Call your provider to see if you qualify for discounted rate programs and to alert them of employment changes or the loss of a job. If you have questions or your utilities have been improperly shut off, call the Attorney General’s Consumer Advocate at 1-800-684-6560, Mon-Fri from 8:30 a.m. to 4:30 p.m.

Your landlord cannot evict you from your home

Pa.’s Supreme Court issued a series of orders closing all state courts to residential eviction proceedings and halting enforcement of residential eviction orders. The current order lasts until April 30. While evictions cannot take place, rental contracts remain valid and payments are still due to your landlord. The Office of Attorney General is working with Pa. landlords to voluntarily halt evictions until adequate time has passed after the public health emergency is over.

Banks are providing a grace period on mortgages and other loans

Banks are required to provide some financial protections for homeowners and borrowers impacted by the crisis.
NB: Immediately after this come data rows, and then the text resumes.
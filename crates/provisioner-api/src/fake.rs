use crate::{
  lookup::{LookupError, StorageClassLookup},
  storage_class::StorageClass,
};
use async_trait::async_trait;
use std::{collections::HashMap, sync::RwLock};
use tracing::info;

/// In-memory [`StorageClassLookup`] for tests and for embedding without an
/// API server.
#[derive(Debug, Default)]
pub struct FakeStorageClasses(RwLock<HashMap<String, StorageClass>>);

impl FakeStorageClasses {
  pub fn new(classes: impl IntoIterator<Item = StorageClass>) -> Self {
    let classes = classes
      .into_iter()
      .map(|sc| (sc.name().to_owned(), sc))
      .collect();

    Self(RwLock::new(classes))
  }

  pub fn insert(&self, storage_class: StorageClass) {
    info!("Fake storage classes: added {}", storage_class.name());
    self
      .0
      .write()
      .unwrap()
      .insert(storage_class.name().to_owned(), storage_class);
  }

  pub fn remove(&self, name: &str) -> Option<StorageClass> {
    self.0.write().unwrap().remove(name)
  }
}

#[async_trait]
impl StorageClassLookup for FakeStorageClasses {
  async fn storage_class(&self, name: &str) -> Result<StorageClass, LookupError> {
    self
      .0
      .read()
      .unwrap()
      .get(name)
      .cloned()
      .ok_or_else(|| LookupError::NotFound(name.to_owned()))
  }
}
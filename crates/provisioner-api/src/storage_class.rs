use crate::error::{required, ObjectError};
use k8s_openapi::api::storage::v1::StorageClass as KubeStorageClass;
use std::{collections::BTreeMap, convert::TryFrom, fmt, str::FromStr};

pub const SUB_PATH: &str = "subPath";
pub const NAMING_STRATEGY: &str = "namingStrategy";
pub const ON_DELETE: &str = "onDelete";

/// What happens to a volume once its claim is released.
#[derive(Debug, Clone, Copy, PartialEq, Eq, Hash)]
pub enum ReclaimPolicy {
  Retain,
  Delete,
  Recycle,
}

impl Default for ReclaimPolicy {
  /// Kubernetes defaults dynamically provisioned volumes to `Delete`.
  #[inline]
  fn default() -> Self {
    ReclaimPolicy::Delete
  }
}

impl ReclaimPolicy {
  pub fn as_str(&self) -> &'static str {
    match self {
      ReclaimPolicy::Retain => "Retain",
      ReclaimPolicy::Delete => "Delete",
      ReclaimPolicy::Recycle => "Recycle",
    }
  }
}

impl fmt::Display for ReclaimPolicy {
  fn fmt(&self, f: &mut fmt::Formatter<'_>) -> fmt::Result {
    f.write_str(self.as_str())
  }
}

impl FromStr for ReclaimPolicy {
  type Err = ObjectError;

  fn from_str(s: &str) -> Result<Self, Self::Err> {
    Ok(match s {
      "Retain" => ReclaimPolicy::Retain,
      "Delete" => ReclaimPolicy::Delete,
      "Recycle" => ReclaimPolicy::Recycle,
      other => return Err(ObjectError::invalid("reclaimPolicy", other)),
    })
  }
}

/// How volume directories are named.
#[derive(Debug, Clone, Copy, PartialEq, Eq, Hash)]
pub enum NamingStrategy {
  /// `<namespace>-<claim>`. A re-created claim gets the same directory back.
  Static,
  /// `<namespace>-<claim>-<uid>`. Every claim instance gets its own directory.
  Unique,
}

impl NamingStrategy {
  /// `"static"` selects [`NamingStrategy::Static`]; anything else, including
  /// an absent parameter, selects [`NamingStrategy::Unique`].
  pub fn from_parameter(value: Option<&str>) -> Self {
    match value {
      Some("static") => NamingStrategy::Static,
      _ => NamingStrategy::Unique,
    }
  }
}

/// What the provisioner does with a directory when its volume is deleted.
#[derive(Debug, Clone, Copy, PartialEq, Eq, Hash)]
pub enum DeletePolicy {
  /// Remove the directory tree.
  Delete,
  /// Move the directory to `<base>/<volume>-archived`.
  Archive,
  /// Leave the directory where it is.
  Retain,
}

impl DeletePolicy {
  /// `"delete"` and `"archive"` select their variants; anything else,
  /// including an absent parameter, keeps the data.
  pub fn from_parameter(value: Option<&str>) -> Self {
    match value {
      Some("delete") => DeletePolicy::Delete,
      Some("archive") => DeletePolicy::Archive,
      _ => DeletePolicy::Retain,
    }
  }
}

/// The opaque `parameters` map of a storage class, with typed accessors for
/// the keys this provisioner understands.
#[derive(Debug, Clone, Default, PartialEq, Eq)]
pub struct Parameters(BTreeMap<String, String>);

impl Parameters {
  #[inline]
  pub fn get(&self, key: &str) -> Option<&str> {
    self.0.get(key).map(String::as_str)
  }

  /// Directory below the base path that holds this class's volumes.
  #[inline]
  pub fn sub_path(&self) -> Option<&str> {
    self.get(SUB_PATH)
  }

  #[inline]
  pub fn naming_strategy(&self) -> NamingStrategy {
    NamingStrategy::from_parameter(self.get(NAMING_STRATEGY))
  }

  #[inline]
  pub fn delete_policy(&self) -> DeletePolicy {
    DeletePolicy::from_parameter(self.get(ON_DELETE))
  }
}

impl AsRef<BTreeMap<String, String>> for Parameters {
  #[inline]
  fn as_ref(&self) -> &BTreeMap<String, String> {
    &self.0
  }
}

impl From<BTreeMap<String, String>> for Parameters {
  #[inline]
  fn from(v: BTreeMap<String, String>) -> Self {
    Parameters(v)
  }
}

impl<K: Into<String>, V: Into<String>> std::iter::FromIterator<(K, V)> for Parameters {
  fn from_iter<I: IntoIterator<Item = (K, V)>>(iter: I) -> Self {
    Parameters(iter.into_iter().map(|(k, v)| (k.into(), v.into())).collect())
  }
}

#[derive(Debug, Clone, PartialEq, Eq)]
pub struct StorageClass {
  name: String,
  parameters: Parameters,
  reclaim_policy: ReclaimPolicy,
  mount_options: Vec<String>,
}

impl StorageClass {
  pub fn new(name: impl Into<String>, parameters: Parameters) -> Self {
    StorageClass {
      name: name.into(),
      parameters,
      reclaim_policy: ReclaimPolicy::default(),
      mount_options: Vec::new(),
    }
  }

  pub fn with_reclaim_policy(mut self, reclaim_policy: ReclaimPolicy) -> Self {
    self.reclaim_policy = reclaim_policy;
    self
  }

  pub fn with_mount_options<I>(mut self, mount_options: I) -> Self
  where
    I: IntoIterator,
    I::Item: Into<String>,
  {
    self.mount_options = mount_options.into_iter().map(Into::into).collect();
    self
  }

  #[inline]
  pub fn name(&self) -> &str {
    &self.name
  }

  #[inline]
  pub fn parameters(&self) -> &Parameters {
    &self.parameters
  }

  #[inline]
  pub fn reclaim_policy(&self) -> ReclaimPolicy {
    self.reclaim_policy
  }

  #[inline]
  pub fn mount_options(&self) -> &[String] {
    &self.mount_options
  }
}

impl TryFrom<&KubeStorageClass> for StorageClass {
  type Error = ObjectError;

  fn try_from(value: &KubeStorageClass) -> Result<Self, Self::Error> {
    let name = required(value.metadata.name.as_ref(), "StorageClass.metadata.name")?;
    let parameters = value.parameters.clone().unwrap_or_default().into();
    let reclaim_policy = match value.reclaim_policy.as_deref() {
      None | Some("") => ReclaimPolicy::default(),
      Some(v) => v.parse()?,
    };
    let mount_options = value.mount_options.clone().unwrap_or_default();

    Ok(StorageClass {
      name,
      parameters,
      reclaim_policy,
      mount_options,
    })
  }
}
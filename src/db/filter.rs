// src/db/filter.rs
// DOCUMENTATION: Storage-independent document filters
// PURPOSE: Describe listing predicates once; each store compiles them natively

use serde_json::Value;

/// A document field referenced by a predicate
#[derive(Debug, Clone, PartialEq)]
pub enum FieldRef {
    /// A scalar string field, e.g. `name`
    Scalar(&'static str),
    /// Every element of an array-of-strings field, e.g. `tags`
    Elements(&'static str),
}

/// A single condition on a document
/// DOCUMENTATION: All comparisons are case-insensitive and literal;
/// user text is never treated as a pattern
#[derive(Debug, Clone, PartialEq)]
pub enum Predicate {
    /// Whole-string match on one field
    Exact { field: &'static str, value: String },
    /// Substring match on any of the listed fields
    Contains { fields: Vec<FieldRef>, needle: String },
}

/// Conjunction of predicates; the empty filter matches every document
#[derive(Debug, Clone, Default, PartialEq)]
pub struct Filter {
    predicates: Vec<Predicate>,
}

impl Filter {
    pub fn new() -> Self {
        Self::default()
    }

    /// Add a case-insensitive exact match on `field`
    pub fn exact(mut self, field: &'static str, value: impl Into<String>) -> Self {
        self.predicates.push(Predicate::Exact {
            field,
            value: value.into(),
        });
        self
    }

    /// Add a case-insensitive substring match over any of `fields`
    pub fn contains(mut self, fields: Vec<FieldRef>, needle: impl Into<String>) -> Self {
        self.predicates.push(Predicate::Contains {
            fields,
            needle: needle.into(),
        });
        self
    }

    pub fn predicates(&self) -> &[Predicate] {
        &self.predicates
    }

    /// Evaluate the filter against a JSON document body
    pub fn matches(&self, doc: &Value) -> bool {
        self.predicates.iter().all(|predicate| predicate.matches(doc))
    }
}

impl Predicate {
    pub fn matches(&self, doc: &Value) -> bool {
        match self {
            Predicate::Exact { field, value } => doc
                .get(*field)
                .and_then(Value::as_str)
                .map(|actual| actual.to_lowercase() == value.to_lowercase())
                .unwrap_or(false),
            Predicate::Contains { fields, needle } => {
                let needle = needle.to_lowercase();
                fields.iter().any(|field| field.any_str(doc, |s| {
                    s.to_lowercase().contains(&needle)
                }))
            }
        }
    }
}

impl FieldRef {
    fn any_str(&self, doc: &Value, test: impl Fn(&str) -> bool) -> bool {
        match self {
            FieldRef::Scalar(name) => doc.get(*name).and_then(Value::as_str).map_or(false, test),
            FieldRef::Elements(name) => doc
                .get(*name)
                .and_then(Value::as_array)
                .map_or(false, |items| items.iter().filter_map(Value::as_str).any(test)),
        }
    }
}

/// Build an ILIKE pattern matching `needle` as a literal substring
/// Escapes the LIKE metacharacters `\`, `%` and `_` with a backslash
pub fn like_pattern(needle: &str) -> String {
    let mut pattern = String::with_capacity(needle.len() + 2);
    pattern.push('%');
    for c in needle.chars() {
        if matches!(c, '\\' | '%' | '_') {
            pattern.push('\\');
        }
        pattern.push(c);
    }
    pattern.push('%');
    pattern
}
You may be entitled to significant financial protections, including: 180 to 360-day grace period for mortgages; 90-day grace period for other consumer loans, like auto loans; 90-day window for relief from fees and charges, like overdraft, late or insufficient funds, and monthly service fees; no new foreclosures, evictions or motor vehicle reposessions for 60 days; no adverse credit reporting for accessing relief on consumer loans. Contact your bank to see what’s available for you.

Student loan relief

Borrowers with MOST, but not all, federal student loans will have no payments for 6 months. Borrowers will automatically go into a zero-interest forbearance, meaning that your balance and payments will be the same after 6 months. To find out if your loans are eligible, contact your loan servicer.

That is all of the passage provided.